L’accord comporte bien un chapitre sur le développement durable qui mentionne le respect des normes environnementales et de bien-être animal ; cependant, ces engagements sont souvent non contraignants et principalement déclaratifs. Une situation très problématique car les pays du Mercosur ont des standards de production souvent inférieurs à ceux de l’UE, notamment en matière de bien-être animal.
Étant donné que les normes européennes ne garantissent pas toujours un niveau suffisant de bien-être animal dans les élevages et lors du transport des animaux, comment pourrait-on tolérer une baisse des droits de douane sur des produits animaux originaires de pays aux normes moins-disantes ?

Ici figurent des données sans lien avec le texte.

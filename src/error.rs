//! Crate-wide error type.
//!
//! Follows the teacher's hand-rolled `SimpleError`/`SmallError` convention
//! (see the teacher's `src/error.rs`) rather than pulling in a derive-macro
//! error crate the teacher never reached for.

use std::{error::Error, fmt, io};

/// One variant per error kind named in the specification's error-handling
/// design (§7): `NotFound`, `SchemaViolation`, `FormatError`, `PageFull`,
/// `NotOnPage`, `CacheFull`, `TransactionAborted`, `Io`.
#[derive(Debug)]
pub enum SmallDbError {
    /// Addressing an absent field name or record id.
    NotFound(String),
    /// Field type does not match the tuple descriptor.
    SchemaViolation(String),
    /// Malformed bytes encountered during page or tuple parsing.
    FormatError(String),
    /// Insert into a page with no empty slot.
    PageFull(String),
    /// Delete of a tuple that is not resident in the addressed page.
    NotOnPage(String),
    /// No clean frame is available to evict.
    CacheFull(String),
    /// Lock acquisition exceeded the timeout; the caller must abort.
    TransactionAborted(String),
    /// Underlying filesystem failure.
    Io(io::Error),
}

impl SmallDbError {
    pub fn not_found<S: Into<String>>(msg: S) -> Self {
        SmallDbError::NotFound(msg.into())
    }

    pub fn schema_violation<S: Into<String>>(msg: S) -> Self {
        SmallDbError::SchemaViolation(msg.into())
    }

    pub fn format_error<S: Into<String>>(msg: S) -> Self {
        SmallDbError::FormatError(msg.into())
    }

    pub fn page_full<S: Into<String>>(msg: S) -> Self {
        SmallDbError::PageFull(msg.into())
    }

    pub fn not_on_page<S: Into<String>>(msg: S) -> Self {
        SmallDbError::NotOnPage(msg.into())
    }

    pub fn cache_full<S: Into<String>>(msg: S) -> Self {
        SmallDbError::CacheFull(msg.into())
    }

    pub fn transaction_aborted<S: Into<String>>(msg: S) -> Self {
        SmallDbError::TransactionAborted(msg.into())
    }

    /// True for the one error kind that signals the deadlock-avoidance
    /// timeout rather than a data-level failure.
    pub fn is_transaction_aborted(&self) -> bool {
        matches!(self, SmallDbError::TransactionAborted(_))
    }
}

impl fmt::Display for SmallDbError {
    fn fmt(&self, f: &mut fmt::Formatter) -> fmt::Result {
        match self {
            SmallDbError::NotFound(msg) => write!(f, "not found: {}", msg),
            SmallDbError::SchemaViolation(msg) => {
                write!(f, "schema violation: {}", msg)
            }
            SmallDbError::FormatError(msg) => write!(f, "format error: {}", msg),
            SmallDbError::PageFull(msg) => write!(f, "page full: {}", msg),
            SmallDbError::NotOnPage(msg) => write!(f, "not on page: {}", msg),
            SmallDbError::CacheFull(msg) => write!(f, "cache full: {}", msg),
            SmallDbError::TransactionAborted(msg) => {
                write!(f, "transaction aborted: {}", msg)
            }
            SmallDbError::Io(e) => write!(f, "io error: {}", e),
        }
    }
}

impl Error for SmallDbError {}

impl From<io::Error> for SmallDbError {
    fn from(e: io::Error) -> Self {
        SmallDbError::Io(e)
    }
}

pub type SmallResult<T> = Result<T, SmallDbError>;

Concurrence déloyale avec les éleveurs français
Une telle politique signifierait une arrivée massive de ces produits sur le territoire communautaire et une concurrence déloyale avec les éleveurs européens soumis à des normes plus strictes.
Une situation inadmissible qui encouragerait de facto les mauvaises pratiques en matière de bien-être animal dans les pays du Mercosur, tout en menaçant la santé économique des exploitations françaises et européennes.
Alors que s’est ouvert le 18 novembre 2024 le sommet du G20 à Rio de Janeiro (Brésil), lors duquel l’accord UE-Mercosur sera discuté et pourrait théoriquement être adopté, le président de la République, Emmanuel Macron, a réaffirmé l’opposition de la France à cet accord lors d’un déplacement en Argentine la veille.
Opposition timorée de la France
La France mène en effet la contestation à l’encontre de l’accord en Europe. Paris s’y oppose en raison de ses répercussions potentielles sur le secteur agricole et de son impact environnemental. Les impacts négatifs qu’un tel accord pourrait avoir sur les filières élevage en raison d’une concurrence déloyale avec les produits issus du Mercosur ont notamment été évoqués le 15 novembre par le Premier ministre, Michel Barnier.
L’Autriche, la Hongrie et l’Irlande sont également opposées à l’adoption de ce texte pour des raisons similaires, et, le 18 novembre, les ministres de l’Agriculture polonais et italien ont pris position contre l’accord en marge d’un Conseil agriculture à Bruxelles.
Malheureusement, d’autres États membres, comme l’Allemagne, l’Espagne ou encore le Portugal sont favorables à l’accord, tout comme la Commission européenne qui souhaite que le texte soit adopté d’ici la fin de l’année.
Et l’opposition de la France est surtout verbale : dans les faits, les leviers dont nous disposons pour bloquer le texte n’ont pas été activés. Depuis 1999, la Commission européenne dispose d’un mandat de négociation que les États membres lui ont confié. Emmanuel Macron aurait pu exiger une modification du contenu de ce mandat, ou encore le retirer. Mais le président de la République ne s’est pas engagé sur ce terrain…
Le, 19 novembre, en réponse à la mobilisation des agriculteurs, Matignon a annoncé que le Gouvernement allait proposer un débat sur le sujet au Parlement, débat qui sera suivi d’un vote.
Non à l’accord sans clauses miroirs !
Welfarm soutient la mobilisation des éleveurs français contre l’accord EU-Mercosur et souhaite que l’exécutif européen entende la voix de la France et des autres pays opposés à ce texte.
D’autre part, nous souhaitons que la France traduise son opposition de façade dans les faits en exigeant une modification de l’accord. Il est indispensable d’inclure des clauses miroirs à ce texte, notamment en matière de bien-être animal, afin d’imposer des standards équivalents aux pays du Mercosur pour pouvoir bénéficier d’une baisse des droits de douane.
D’une manière générale, Welfarm s’oppose fermement à tout accord de libre-échange si la réciprocité en matière de bien-être animal n’y est pas garantie. Nous restons pleinement mobilisés pour que le bien-être animal ne soit pas sacrifié sur l’autel du libéralisme économique.